WORK INSTRUCTIONS =>
Output the data in full and exactly as presented.

SUPPLIED ENTRIES =>
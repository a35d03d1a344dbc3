//! Placeholder and blacklist vocabulary.

use once_cell::sync::Lazy;
use std::collections::HashSet;

/// Whole-string placeholders used in checklists in lieu of a real name.
/// Matched case-insensitively against the normalised input.
pub(crate) static PLACEHOLDER_TOKENS: &[&str] = &[
    "incertae sedis",
    "inc. sed.",
    "inc.sed.",
    "unknown",
    "unplaced",
    "unassigned",
    "not assigned",
    "awaiting allocation",
    "uncertain",
    "unallocated",
    "undetermined",
    "unidentified",
    "unidentifiable",
    "unnamed",
    "unspecified",
    "none",
    "miscellaneous",
    "mixed",
    "temp",
    "dummy",
    "?",
    "??",
    "∅",
    "-",
    ".",
];

/// Tokens that look like epithets but never are: abbreviations for
/// indetermined or uncertain identifications.
pub(crate) static EPITHET_BLACKLIST: &[&str] = &[
    "sp", "spec", "species", "spp", "ssp", "subsp", "var", "forma", "indet", "indeterminate",
    "undet", "unknown", "an", "gen", "nov", "cf", "aff", "nr", "sim", "mixed", "uncertain",
    "null", "none",
];

static PLACEHOLDER_SET: Lazy<HashSet<&'static str>> =
    Lazy::new(|| PLACEHOLDER_TOKENS.iter().copied().collect());

static BLACKLIST_SET: Lazy<HashSet<&'static str>> =
    Lazy::new(|| EPITHET_BLACKLIST.iter().copied().collect());

/// True when the whole (trimmed, lowercased) string is a placeholder.
pub(crate) fn is_placeholder(name: &str) -> bool {
    let lower = name.trim().to_lowercase();
    PLACEHOLDER_SET.contains(lower.as_str())
}

/// True when a would-be epithet is blacklisted.
pub(crate) fn is_blacklisted_epithet(epithet: &str) -> bool {
    let stem = epithet.trim().trim_end_matches('.');
    BLACKLIST_SET.contains(stem.to_lowercase().as_str())
}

TASK RESULT =>
repository a35d03d1a344dbc3
//! Placeholder and blacklist vocabulary.

use once_cell::sync::Lazy;
use std::collections::HashSet;

/// Whole-string placeholders used in checklists in lieu of a real name.
/// Matched case-insensitively against the normalised input.
pub(crate) static PLACEHOLDER_TOKENS: &[&str] = &[
    "incertae sedis",
    "inc. sed.",
    "inc.sed.",
    "unknown",
    "unplaced",
    "unassigned",
    "not assigned",
    "awaiting allocation",
    "uncertain",
    "unallocated",
    "undetermined",
    "unidentified",
    "unidentifiable",
    "unnamed",
    "unspecified",
    "none",
    "miscellaneous",
    "mixed",
    "temp",
    "dummy",
    "?",
    "??",
    "∅",
    "-",
    ".",
];

/// Tokens that look like epithets but never are: abbreviations for
/// indetermined or uncertain identifications.
pub(crate) static EPITHET_BLACKLIST: &[&str] = &[
    "sp", "spec", "species", "spp", "ssp", "subsp", "var", "forma", "indet", "indeterminate",
    "undet", "unknown", "an", "gen", "nov", "cf", "aff", "nr", "sim", "mixed", "uncertain",
    "null", "none",
];

static PLACEHOLDER_SET: Lazy<HashSet<&'static str>> =
    Lazy::new(|| PLACEHOLDER_TOKENS.iter().copied().collect());

static BLACKLIST_SET: Lazy<HashSet<&'static str>> =
    Lazy::new(|| EPITHET_BLACKLIST.iter().copied().collect());

/// True when the whole (trimmed, lowercased) string is a placeholder.
pub(crate) fn is_placeholder(name: &str) -> bool {
    let lower = name.trim().to_lowercase();
    PLACEHOLDER_SET.contains(lower.as_str())
}

/// True when a would-be epithet is blacklisted.
pub(crate) fn is_blacklisted_epithet(epithet: &str) -> bool {
    let stem = epithet.trim().trim_end_matches('.');
    BLACKLIST_SET.contains(stem.to_lowercase().as_str())
}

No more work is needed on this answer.